I am aware that $ \ell_{2,1} $-norm is being used for inducing a structure in the sparse matrix. I was told by someone that $ \ell_{\infty} $ and $ \ell_{2,1} $-norms give similar results. But how and why is that?
What are the differences, similarities, or advantages of $ \ell_{\infty} $-norm versus $ \ell_{2,1} $-norm in the case of norm minimization algorithms?
More specifically this question is in the context of Robust PCA (low-rank and sparse decomposition of a two dimensional matrix) where the mentioned norms are used to induce structured sparsity in the sparse part.

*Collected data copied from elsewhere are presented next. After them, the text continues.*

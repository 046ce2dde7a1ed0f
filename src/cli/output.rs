//! User-facing output of the `run` subcommand: the error list, mismatch
//! diffs, and the coloured PASS/FAIL summary.

use std::io;

use difference::{Changeset, Difference};
use termcolor::{Color, ColorChoice, ColorSpec, StandardStream, WriteColor};

use crate::diagnostics::DocrunError;
use crate::results::DocumentRun;
use crate::sandbox::SandboxError;

pub fn stdout(use_colors: bool) -> StandardStream {
    let choice = if use_colors {
        ColorChoice::Auto
    } else {
        ColorChoice::Never
    };
    StandardStream::stdout(choice)
}

/// Prints the errors of a run, then its summary. With `show_diffs`, each
/// mismatch is followed by a word diff of expected against actual.
pub fn print_run<W: WriteColor>(out: &mut W, run: &DocumentRun, show_diffs: bool) -> io::Result<()> {
    for case_error in &run.errors {
        write!(out, "Error: {}\n\n", case_error)?;
        if !show_diffs {
            continue;
        }
        if let DocrunError::Sandbox(SandboxError::Mismatch { actual, expect }) = &case_error.error {
            let changeset = Changeset::new(expect, actual, " ");
            print_diff(out, &changeset.diffs)?;
            writeln!(out)?;
        }
    }

    let [pass, fail] = run.results.summary_lines();
    out.set_color(ColorSpec::new().set_fg(Some(Color::Green)).set_bold(true))?;
    write!(out, "{}", pass)?;
    out.reset()?;
    writeln!(out)?;

    let colour = if run.results.failures() == 0 {
        Color::Green
    } else {
        Color::Red
    };
    out.set_color(ColorSpec::new().set_fg(Some(colour)).set_bold(true))?;
    write!(out, "{}", fail)?;
    out.reset()?;
    writeln!(out)
}

fn print_diff<W: WriteColor>(out: &mut W, diffs: &[Difference]) -> io::Result<()> {
    write!(out, "  diff:")?;
    for diff in diffs {
        match diff {
            Difference::Same(x) => {
                out.reset()?;
                write!(out, " {}", x)?;
            }
            Difference::Add(x) => {
                out.set_color(ColorSpec::new().set_fg(Some(Color::Green)))?;
                write!(out, " +{}", x)?;
            }
            Difference::Rem(x) => {
                out.set_color(ColorSpec::new().set_fg(Some(Color::Red)))?;
                write!(out, " -{}", x)?;
            }
        }
    }
    out.reset()?;
    writeln!(out)
}

#[cfg(test)]
mod tests {
    use super::*;
    use crate::err_msg;
    use crate::results::{CaseError, RunResults};
    use termcolor::NoColor;

    fn render(run: &DocumentRun, show_diffs: bool) -> String {
        let mut out = NoColor::new(Vec::new());
        print_run(&mut out, run, show_diffs).unwrap();
        String::from_utf8(out.into_inner()).unwrap()
    }

    #[test]
    fn test_errors_then_summary() {
        let run = DocumentRun {
            results: RunResults {
                count_total: 2,
                count_success: 1,
                count_trivial: 0,
                count_missing: 0,
            },
            errors: vec![CaseError {
                case: 2,
                error: err_msg!(Dispatch, "unknown code language ruby"),
            }],
        };
        assert_eq!(
            render(&run, false),
            "Error: case 2: unknown code language ruby\n\nPASS: 1 tests\nFAIL: 1\n"
        );
    }

    #[test]
    fn test_mismatch_diff() {
        let run = DocumentRun {
            results: RunResults {
                count_total: 1,
                ..RunResults::default()
            },
            errors: vec![CaseError {
                case: 1,
                error: DocrunError::Sandbox(SandboxError::Mismatch {
                    actual: "[1 2 3 4]".to_string(),
                    expect: "[1 2 3]".to_string(),
                }),
            }],
        };
        let text = render(&run, true);
        assert!(text.contains("  diff:"));
        assert!(text.contains(" -3]"));
        assert!(text.contains(" +3 4]"));
        assert!(!render(&run, false).contains("diff:"));
    }
}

Robust PCA solves the matrix decomposition problem
$$L^*, S^* = \arg \min_{L, S} \|L\|_* + \|S\|_1 \quad \text{s.t. } L + S = X$$
as a surrogate for the actual problem
$$L^*, S^* = \arg \min_{L, S} rank(L) + \|S\|_0 \quad \text{s.t. } L + S = X,$$
To induce structured-sparsity in $S$ we can use the $\ell_{2,1}$ or $\ell_{\infty}$-norm. So the problem becomes:
$$L^*, S^* = \arg \min_{L, S} \|L\|_* + \|S\|_{2,1} \quad \text{s.t. } L + S = X$$
or
$$L^*, S^* = \arg \min_{L, S} \|L\|_* + \|S\|_{\infty} \quad \text{s.t. } L + S = X$$